To ascertain fundamental prognostic biomarkers in breast cancer, three databases were queried for genes associated with breast cancer as tumor markers.
Bioinformatics analysis of the molecular mechanism involved in breast cancer revealed that seven differentially expressed genes (DEGs) [calreticulin (CALR), heat shock protein family B member 1 (HSPB1), insulin-like growth Factor 1 (IGF1), interleukin-1 receptor 1 (IL1R1), Krüppel-like factor 4 (KLF4), suppressor of cytokine signaling 3 (SOCS3), and triosephosphate isomerase 1 (TPI1)] play critical roles in the progression of breast cancer. Bioinformatics were used to identify hub genes and enrichment pathways in breast cancer, illustrating a biological relationship between the pathways and gene expression in breast cancer.
Microarray data information, data processing of differentially expressed genes, protein-protein interaction network and module analysis, and survival analysis were used to mine potential biomarkers. In addition, pathway enrichment analysis was also conducted to elaborate the pathogenesis of disease.
Three Gene Expression Omnibus datasets that included breast cancer tissues and normal tissues were analyzed; 231 DEGs were identified. 7 potential biomarkers (CALR, HSPB1, IGF1, IL1R1, KLF4, SOCS3, and TPI1) were closely related to the occurrence and progression of breast cancer. The discrimination of potential markers for the model is also relatively perfect, and the discrimination for cancer group and normal group is 100%.
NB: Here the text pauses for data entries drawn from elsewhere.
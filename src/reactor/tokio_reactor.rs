//! Tokio-backed reactor implementation.

use std::sync::Mutex;
use std::time::Duration;

use rustc_hash::FxHashMap;
use tokio::runtime::Handle;
use tokio::task::JoinHandle;
use tokio::time::MissedTickBehavior;

use super::{Interest, IoWatch, Reactor, ReactorCallback, TimerId};

/// Reactor built on a Tokio runtime.
///
/// Each registration spawns a lightweight task on the runtime; removal
/// aborts the task. The reactor only drives callbacks — all pipeline work
/// still happens inside the scheduler's drain tick, so a multi-threaded
/// runtime is safe here.
///
/// # Examples
///
/// ```no_run
/// use std::sync::Arc;
/// use stageflow::reactor::{Reactor, TokioReactor};
///
/// # #[tokio::main(flavor = "current_thread")]
/// # async fn main() {
/// let reactor = Arc::new(TokioReactor::new());
/// let id = reactor.add_timer(
///     std::time::Duration::from_millis(10),
///     Box::new(|| tracing::debug!("fired")),
/// );
/// reactor.remove_timer(id);
/// # }
/// ```
pub struct TokioReactor {
    handle: Handle,
    tasks: Mutex<FxHashMap<TimerId, JoinHandle<()>>>,
}

impl TokioReactor {
    /// Creates a reactor on the current Tokio runtime.
    ///
    /// # Panics
    ///
    /// Panics when called outside a Tokio runtime context; use
    /// [`with_handle`](Self::with_handle) from plain threads.
    #[must_use]
    pub fn new() -> Self {
        Self::with_handle(Handle::current())
    }

    /// Creates a reactor driving callbacks on an explicit runtime handle.
    #[must_use]
    pub fn with_handle(handle: Handle) -> Self {
        Self {
            handle,
            tasks: Mutex::new(FxHashMap::default()),
        }
    }

    /// Number of live registrations.
    #[must_use]
    pub fn registered(&self) -> usize {
        self.tasks
            .lock()
            .expect("reactor task table poisoned")
            .len()
    }

    fn track(&self, id: TimerId, task: JoinHandle<()>) {
        let mut tasks = self.tasks.lock().expect("reactor task table poisoned");
        // Expired one-shot timers leave finished handles behind; purge them
        // opportunistically instead of keeping a side channel per task.
        tasks.retain(|_, task| !task.is_finished());
        tasks.insert(id, task);
    }
}

impl Reactor for TokioReactor {
    fn add_timer(&self, after: Duration, mut callback: ReactorCallback) -> TimerId {
        let id = TimerId::new();
        let task = self.handle.spawn(async move {
            tokio::time::sleep(after).await;
            callback();
        });
        self.track(id, task);
        id
    }

    fn add_periodic_timer(&self, every: Duration, mut callback: ReactorCallback) -> TimerId {
        let id = TimerId::new();
        let task = self.handle.spawn(async move {
            let mut tick = tokio::time::interval(every);
            tick.set_missed_tick_behavior(MissedTickBehavior::Delay);
            // interval() fires immediately; swallow that so the first
            // callback lands one full period after registration.
            tick.tick().await;
            loop {
                tick.tick().await;
                callback();
            }
        });
        self.track(id, task);
        id
    }

    fn add_io_handler(
        &self,
        mut watch: Box<dyn IoWatch>,
        interest: Interest,
        mut callback: ReactorCallback,
    ) -> TimerId {
        let id = TimerId::new();
        let task = self.handle.spawn(async move {
            loop {
                match watch.ready(interest).await {
                    Ok(()) => callback(),
                    Err(error) => {
                        tracing::warn!(%error, "io watch failed; handler retired");
                        break;
                    }
                }
            }
        });
        self.track(id, task);
        id
    }

    fn remove_timer(&self, id: TimerId) {
        if let Some(task) = self
            .tasks
            .lock()
            .expect("reactor task table poisoned")
            .remove(&id)
        {
            task.abort();
        }
    }
}

impl Drop for TokioReactor {
    fn drop(&mut self) {
        if let Ok(mut tasks) = self.tasks.lock() {
            for (_, task) in tasks.drain() {
                task.abort();
            }
        }
    }
}
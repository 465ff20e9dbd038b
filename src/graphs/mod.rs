//! Graph definition and dispatch for pipeline execution.
//!
//! This module holds the two halves of the pipeline graph:
//!
//! - [`Program`] — the fluent builder wiring stages into behavior/scenario
//!   chains, with role adjacency enforced at construction time.
//! - the pipeline arena and its uniform dispatcher (crate-internal; the
//!   scheduler drives it one work item at a time and re-enqueues the
//!   follow-ups it returns).
//!
//! The graph is built once at segment startup and is immutable afterwards,
//! except for the epoch-window reference cells
//! ([`crate::control::window`]) and ordinary stage instance state.
//!
//! # Quick Start
//!
//! ```
//! use std::sync::Arc;
//! use stageflow::event_bus::EventBus;
//! use stageflow::graphs::Program;
//! use stageflow::schedulers::Scheduler;
//! use stageflow::utils::testing::{CountingSource, ManualReactor, RecordingTarget};
//!
//! # fn main() -> Result<(), stageflow::graphs::GraphError> {
//! let bus = EventBus::default();
//! let scheduler = Scheduler::new(Arc::new(ManualReactor::new()), bus.get_sender());
//! let mut program = Program::new("demo", &scheduler);
//!
//! let counter = program.add_source("counter", CountingSource::default());
//! let recorder = RecordingTarget::new();
//! let records = recorder.records();
//! let sink = program.add_target("sink", recorder);
//!
//! program
//!     .behavior("demo")
//!     .scenario("count once")
//!     .from("counter emits", counter)?
//!     .to("record the value", sink)?;
//!
//! scheduler.enqueue(None, counter);
//! scheduler.drain_now();
//! assert_eq!(records.len(), 1);
//! # Ok(())
//! # }
//! ```

mod builder;
mod errors;
pub(crate) mod pipeline;

#[cfg(test)]
mod tests;

pub use builder::Program;
pub use errors::{DispatchError, GraphError};
pub use pipeline::WorkItem;
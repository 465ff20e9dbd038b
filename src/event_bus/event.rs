use std::fmt;

use serde::{Deserialize, Serialize};

/// Observability event fanned out to sinks.
///
/// Stage events carry the label of the stage they concern (when known);
/// diagnostics cover everything else — scheduler lifecycle, bus health.
#[derive(Clone, Debug, Serialize, Deserialize, PartialEq, Eq)]
pub enum Event {
    Stage(StageEvent),
    Diagnostic(DiagnosticEvent),
}

impl Event {
    pub fn stage_message(scope: impl Into<String>, detail: impl Into<String>) -> Self {
        Event::Stage(StageEvent {
            stage: None,
            scope: scope.into(),
            detail: detail.into(),
        })
    }

    pub fn stage_message_for(
        stage: impl Into<String>,
        scope: impl Into<String>,
        detail: impl Into<String>,
    ) -> Self {
        Event::Stage(StageEvent {
            stage: Some(stage.into()),
            scope: scope.into(),
            detail: detail.into(),
        })
    }

    /// A work item was dropped because its stage failed.
    pub fn dispatch_failed(stage: impl Into<String>, error: impl Into<String>) -> Self {
        Event::stage_message_for(stage, "dispatch", error)
    }

    pub fn diagnostic(scope: impl Into<String>, detail: impl Into<String>) -> Self {
        Event::Diagnostic(DiagnosticEvent {
            scope: scope.into(),
            detail: detail.into(),
        })
    }

    pub fn scope_label(&self) -> &str {
        match self {
            Event::Stage(event) => &event.scope,
            Event::Diagnostic(event) => &event.scope,
        }
    }

    pub fn detail(&self) -> &str {
        match self {
            Event::Stage(event) => &event.detail,
            Event::Diagnostic(event) => &event.detail,
        }
    }

    /// The stage this event concerns, if any.
    pub fn stage(&self) -> Option<&str> {
        match self {
            Event::Stage(event) => event.stage.as_deref(),
            Event::Diagnostic(_) => None,
        }
    }
}

impl fmt::Display for Event {
    fn fmt(&self, f: &mut fmt::Formatter<'_>) -> fmt::Result {
        match self.stage() {
            Some(stage) => write!(f, "[{stage}] {}: {}", self.scope_label(), self.detail()),
            None => write!(f, "{}: {}", self.scope_label(), self.detail()),
        }
    }
}

/// Event scoped to one stage.
#[derive(Clone, Debug, Serialize, Deserialize, PartialEq, Eq)]
pub struct StageEvent {
    stage: Option<String>,
    scope: String,
    detail: String,
}

/// Free-floating engine diagnostic.
#[derive(Clone, Debug, Serialize, Deserialize, PartialEq, Eq)]
pub struct DiagnosticEvent {
    scope: String,
    detail: String,
}
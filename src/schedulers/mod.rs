//! Cooperative scheduling over an external reactor.
//!
//! One [`Scheduler`] per process drives every scenario graph through a
//! single FIFO work queue. See [`scheduler`] for the lifecycle and drain
//! semantics.

pub mod scheduler;

pub use scheduler::{Scheduler, SchedulerConfig};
Through the utilization of bioinformatics analysis, the molecular mechanism of breast cancer was investigated, revealing the significant involvement of seven differentially expressed genes (CALR, HSPB1, IGF1, IL1R1, KLF4, SOCS3, and TPI1) in the advancement of breast cancer. These findings hold promise in enhancing our understanding of breast cancer pathogenesis, as well as in the identification of novel biomarkers and potential drug targets, thereby facilitating advancements in breast cancer diagnosis and therapeutics.
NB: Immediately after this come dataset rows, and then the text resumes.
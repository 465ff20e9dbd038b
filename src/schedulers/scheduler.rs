//! The process-wide cooperative scheduler.
//!
//! The scheduler owns a FIFO queue of [`WorkItem`]s and a drain tick that
//! it keeps rescheduling on the external reactor. Timers and I/O handlers
//! inject `(None, stage)` items into the same queue the drain consumes, so
//! externally-triggered work interleaves fairly with internally-generated
//! graph traversal. All dispatch happens inside the drain — one logical
//! thread of control — so stage-local state needs no locking.
//!
//! # Lifecycle
//!
//! Two states: **Stopped** (initial) and **Running**. `start` arms pending
//! registrations and schedules the tick; `stop` cancels the tick and every
//! owned timer/handler but *retains* queued items, so a stop/start cycle
//! resumes exactly where it left off. Registrations do not survive a stop.
//! A tick that fires while Stopped calls `start` — self-healing against a
//! stop/start race.
//!
//! # Ordering
//!
//! Items are processed strictly FIFO. Because a split enqueues its
//! branches instead of calling them, sibling branches interleave with all
//! other pending work; callers must not assume one sibling completes
//! before another starts.

use std::sync::{Arc, Mutex};
use std::time::Duration;

use crate::event_bus::Event;
use crate::graphs::pipeline::Pipeline;
use crate::graphs::WorkItem;
use crate::message::Message;
use crate::reactor::{Interest, IoWatch, Reactor, TimerId};
use crate::types::{StageHandle, StageId};

/// Scheduler tuning knobs, constructed by the process entry point.
#[derive(Clone, Debug)]
pub struct SchedulerConfig {
    /// Delay between drain ticks while the queue is empty. Bounded-latency
    /// polling, never a busy spin.
    pub tick_interval: Duration,
}

impl Default for SchedulerConfig {
    fn default() -> Self {
        Self {
            tick_interval: Duration::from_millis(100),
        }
    }
}

enum RegKind {
    Periodic(Duration),
    Delayed(Duration),
    // The watch moves into the reactor when armed.
    Handler(Option<(Box<dyn IoWatch>, Interest)>),
}

struct Registration {
    stage: StageId,
    kind: RegKind,
    armed: Option<TimerId>,
}

#[derive(Default)]
struct RunState {
    running: bool,
    tick: Option<TimerId>,
    registrations: Vec<Registration>,
}

impl RunState {
    fn new() -> Self {
        Self::default()
    }
}

struct SchedulerInner {
    config: SchedulerConfig,
    reactor: Arc<dyn Reactor>,
    pipeline: Mutex<Pipeline>,
    queue_tx: flume::Sender<WorkItem>,
    queue_rx: flume::Receiver<WorkItem>,
    events: flume::Sender<Event>,
    state: Mutex<RunState>,
}

/// Handle to the process scheduler. Cheap to clone; every clone drives the
/// same queue and pipeline.
#[derive(Clone)]
pub struct Scheduler {
    inner: Arc<SchedulerInner>,
}

impl Scheduler {
    /// Creates a stopped scheduler over the given reactor, reporting
    /// dropped work items to `events`.
    #[must_use]
    pub fn new(reactor: Arc<dyn Reactor>, events: flume::Sender<Event>) -> Self {
        Self::with_config(reactor, events, SchedulerConfig::default())
    }

    #[must_use]
    pub fn with_config(
        reactor: Arc<dyn Reactor>,
        events: flume::Sender<Event>,
        config: SchedulerConfig,
    ) -> Self {
        let (queue_tx, queue_rx) = flume::unbounded();
        Self {
            inner: Arc::new(SchedulerInner {
                config,
                reactor,
                pipeline: Mutex::new(Pipeline::new()),
                queue_tx,
                queue_rx,
                events,
                state: Mutex::new(RunState::new()),
            }),
        }
    }

    // ------------------------------------------------------------------
    // Lifecycle
    // ------------------------------------------------------------------

    /// Stopped → Running. Arms pending registrations and schedules the
    /// drain tick. A no-op while already running.
    pub fn start(&self) {
        let mut state = self.lock_state();
        if state.running {
            return;
        }
        state.running = true;
        for registration in &mut state.registrations {
            if registration.armed.is_none() {
                Self::arm(&self.inner, registration);
            }
        }
        state.tick = Some(Self::schedule_tick(&self.inner));
        drop(state);

        tracing::info!("scheduler started");
        let _ = self.inner.events.send(Event::diagnostic("scheduler", "started"));
    }

    /// Running → Stopped. Cancels the tick and all owned timers/handlers;
    /// queued items are retained, not discarded. A no-op while stopped.
    pub fn stop(&self) {
        let mut state = self.lock_state();
        if !state.running {
            return;
        }
        state.running = false;
        if let Some(tick) = state.tick.take() {
            self.inner.reactor.remove_timer(tick);
        }
        for registration in state.registrations.drain(..) {
            if let Some(id) = registration.armed {
                self.inner.reactor.remove_timer(id);
            }
        }
        drop(state);

        tracing::info!(queued = self.queued(), "scheduler stopped; queued items retained");
        let _ = self.inner.events.send(Event::diagnostic("scheduler", "stopped"));
    }

    #[must_use]
    pub fn is_running(&self) -> bool {
        self.lock_state().running
    }

    /// Number of work items currently queued.
    #[must_use]
    pub fn queued(&self) -> usize {
        self.inner.queue_rx.len()
    }

    // ------------------------------------------------------------------
    // Registration
    // ------------------------------------------------------------------

    /// Fires `(None, stage)` into the queue every `every`.
    pub fn periodic(&self, stage: StageHandle, every: Duration) {
        self.register(stage.id(), RegKind::Periodic(every));
    }

    /// Fires `(None, stage)` into the queue once, `after` from arming.
    pub fn delayed(&self, stage: StageHandle, after: Duration) {
        self.register(stage.id(), RegKind::Delayed(after));
    }

    /// Fires `(None, stage)` into the queue on each readiness notification
    /// for `watch`.
    pub fn handler(&self, stage: StageHandle, watch: Box<dyn IoWatch>, interest: Interest) {
        self.register(stage.id(), RegKind::Handler(Some((watch, interest))));
    }

    /// Injects a work item directly; the entry point for stages driven by
    /// neither timers nor upstream wiring.
    pub fn enqueue(&self, message: Option<Message>, stage: StageHandle) {
        let _ = self.inner.queue_tx.send(WorkItem {
            message,
            origin: None,
            stage: stage.id(),
        });
    }

    fn register(&self, stage: StageId, kind: RegKind) {
        let mut registration = Registration {
            stage,
            kind,
            armed: None,
        };
        let mut state = self.lock_state();
        if state.running {
            Self::arm(&self.inner, &mut registration);
        }
        state.registrations.push(registration);
    }

    fn arm(inner: &Arc<SchedulerInner>, registration: &mut Registration) {
        let stage = registration.stage;
        let tx = inner.queue_tx.clone();
        let enqueue = move || {
            let _ = tx.send(WorkItem {
                message: None,
                origin: None,
                stage,
            });
        };
        let id = match &mut registration.kind {
            RegKind::Periodic(every) => {
                inner.reactor.add_periodic_timer(*every, Box::new(enqueue))
            }
            RegKind::Delayed(after) => inner.reactor.add_timer(*after, Box::new(enqueue)),
            RegKind::Handler(slot) => match slot.take() {
                Some((watch, interest)) => {
                    inner.reactor.add_io_handler(watch, interest, Box::new(enqueue))
                }
                None => return,
            },
        };
        registration.armed = Some(id);
    }

    // ------------------------------------------------------------------
    // Draining
    // ------------------------------------------------------------------

    /// Drains every currently-queued item synchronously, returning how many
    /// were processed. This is the drain-tick body exposed for embedders
    /// and tests that drive the scheduler without a reactor.
    pub fn drain_now(&self) -> usize {
        Self::drain(&self.inner)
    }

    fn drain(inner: &Arc<SchedulerInner>) -> usize {
        let mut processed = 0;
        while let Ok(item) = inner.queue_rx.try_recv() {
            processed += 1;
            let outcome = inner
                .pipeline
                .lock()
                .expect("pipeline poisoned")
                .dispatch(item);
            match outcome {
                Ok(followups) => {
                    for followup in followups {
                        let _ = inner.queue_tx.send(followup);
                    }
                }
                Err(error) => {
                    // Per-item isolation: one malformed message must not
                    // starve the graph.
                    tracing::error!(stage = %error.stage, error = %error.source, "work item dropped");
                    let _ = inner
                        .events
                        .send(Event::dispatch_failed(&error.stage, error.source.to_string()));
                }
            }
        }
        processed
    }

    fn schedule_tick(inner: &Arc<SchedulerInner>) -> TimerId {
        let weak = Arc::downgrade(inner);
        inner.reactor.add_timer(
            inner.config.tick_interval,
            Box::new(move || {
                if let Some(inner) = weak.upgrade() {
                    Self::tick(&inner);
                }
            }),
        )
    }

    fn tick(inner: &Arc<SchedulerInner>) {
        let running = inner
            .state
            .lock()
            .expect("scheduler state poisoned")
            .running;
        if !running {
            // A tick that outlives stop() revives the loop rather than
            // silently dying between a racing stop/start pair.
            Scheduler {
                inner: inner.clone(),
            }
            .start();
            return;
        }
        Self::drain(inner);
        let tick = Self::schedule_tick(inner);
        inner
            .state
            .lock()
            .expect("scheduler state poisoned")
            .tick = Some(tick);
    }

    pub(crate) fn pipeline(&self) -> &Mutex<Pipeline> {
        &self.inner.pipeline
    }

    fn lock_state(&self) -> std::sync::MutexGuard<'_, RunState> {
        self.inner.state.lock().expect("scheduler state poisoned")
    }
}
Bioinformatics was employed to identify hub genes and significant pathways in breast cancer, thereby establishing a biological association between the pathways and gene expression potentially implicated in the advancement of breast cancer. The utilization of bioinformatics analysis revealed the relevant genes and cellular pathways implicated in the genesis and progression of breast cancer.